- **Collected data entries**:

━━━━━━━━━━━━━━━━━━━━

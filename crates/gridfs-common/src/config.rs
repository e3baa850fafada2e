//! Configuration types for GridFS
//!
//! Loading configuration from files or the environment is left to the
//! embedding application; these structures only define the shape and the
//! defaults.

use crate::error::{Error, Result};
use crate::path::FsPath;
use crate::types::FsMode;
use serde::{Deserialize, Serialize};
use std::path::PathBuf;
use std::time::Duration;

/// Root configuration of a GridFS instance
#[derive(Clone, Debug, Serialize, Deserialize)]
#[serde(default)]
pub struct FsConfig {
    /// File system name, used in log output
    pub name: String,
    /// Block size assigned to new files
    pub block_size: u32,
    /// Mode applied to paths no rule matches
    pub default_mode: FsMode,
    /// Per-path mode rules
    pub path_modes: Vec<PathModeConfig>,
    /// Delete worker configuration
    pub delete_worker: DeleteWorkerConfig,
    /// Dual mode synchronization configuration
    pub sync: SyncConfig,
    /// Entry store configuration
    pub store: StoreConfig,
}

impl Default for FsConfig {
    fn default() -> Self {
        Self {
            name: "gridfs".to_string(),
            block_size: 64 * 1024,
            default_mode: FsMode::Primary,
            path_modes: Vec::new(),
            delete_worker: DeleteWorkerConfig::default(),
            sync: SyncConfig::default(),
            store: StoreConfig::default(),
        }
    }
}

impl FsConfig {
    /// Check the configuration for values the file system cannot run with.
    pub fn validate(&self) -> Result<()> {
        if self.block_size == 0 {
            return Err(Error::invalid_argument("block_size must be positive"));
        }
        if self.delete_worker.batch_size == 0 {
            return Err(Error::invalid_argument(
                "delete_worker.batch_size must be positive",
            ));
        }
        if self.delete_worker.rescan_interval_ms == 0 {
            return Err(Error::invalid_argument(
                "delete_worker.rescan_interval_ms must be positive",
            ));
        }
        for rule in &self.path_modes {
            FsPath::new(&rule.path)?;
        }
        Ok(())
    }

    /// Parsed path mode rules
    pub fn mode_rules(&self) -> Result<Vec<(FsPath, FsMode)>> {
        self.path_modes
            .iter()
            .map(|rule| Ok((FsPath::new(&rule.path)?, rule.mode)))
            .collect()
    }
}

/// Mode rule for a path prefix
#[derive(Clone, Debug, Serialize, Deserialize)]
pub struct PathModeConfig {
    pub path: String,
    pub mode: FsMode,
}

/// Delete worker configuration
#[derive(Clone, Debug, Serialize, Deserialize)]
#[serde(default)]
pub struct DeleteWorkerConfig {
    /// Interval between trash re-scans when no signal arrives
    pub rescan_interval_ms: u64,
    /// Maximum number of children removed per transaction
    pub batch_size: usize,
}

impl Default for DeleteWorkerConfig {
    fn default() -> Self {
        Self {
            rescan_interval_ms: 1000,
            batch_size: 1000,
        }
    }
}

impl DeleteWorkerConfig {
    #[must_use]
    pub const fn rescan_interval(&self) -> Duration {
        Duration::from_millis(self.rescan_interval_ms)
    }
}

/// Backoff applied when dual mode synchronization keeps racing
#[derive(Clone, Debug, Serialize, Deserialize)]
#[serde(default)]
pub struct SyncConfig {
    /// Attempts made without any pause
    pub backoff_after_attempts: u32,
    /// First pause once backoff kicks in
    pub backoff_base_ms: u64,
    /// Upper bound of a single pause
    pub backoff_max_ms: u64,
}

impl Default for SyncConfig {
    fn default() -> Self {
        Self {
            backoff_after_attempts: 3,
            backoff_base_ms: 1,
            backoff_max_ms: 100,
        }
    }
}

impl SyncConfig {
    /// Pause before the given (zero based) attempt, `None` when the attempt
    /// should run immediately.
    #[must_use]
    pub fn backoff(&self, attempt: u32) -> Option<Duration> {
        let excess = attempt.checked_sub(self.backoff_after_attempts)?;
        let factor = 1u64.checked_shl(excess.min(16)).unwrap_or(u64::MAX);
        let ms = self.backoff_base_ms.saturating_mul(factor).min(self.backoff_max_ms);

        (ms > 0).then(|| Duration::from_millis(ms))
    }
}

/// Entry store configuration
#[derive(Clone, Debug, Serialize, Deserialize)]
#[serde(default)]
pub struct StoreConfig {
    /// Maximum time a transaction waits for a key lock
    pub tx_timeout_ms: u64,
    /// Database file for persistent metadata, in-memory only when unset
    pub data_path: Option<PathBuf>,
}

impl Default for StoreConfig {
    fn default() -> Self {
        Self {
            tx_timeout_ms: 10_000,
            data_path: None,
        }
    }
}

impl StoreConfig {
    #[must_use]
    pub const fn tx_timeout(&self) -> Duration {
        Duration::from_millis(self.tx_timeout_ms)
    }
}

━━━━━━━━━━━━━━━━━━━━

- **REQUIRED WORK**: The answer must be every line of the records that holds the string "system".

- **EXERCISE SOLUTION**:
    /// File system name, used in log output
    /// Check the configuration for values the file system cannot run with.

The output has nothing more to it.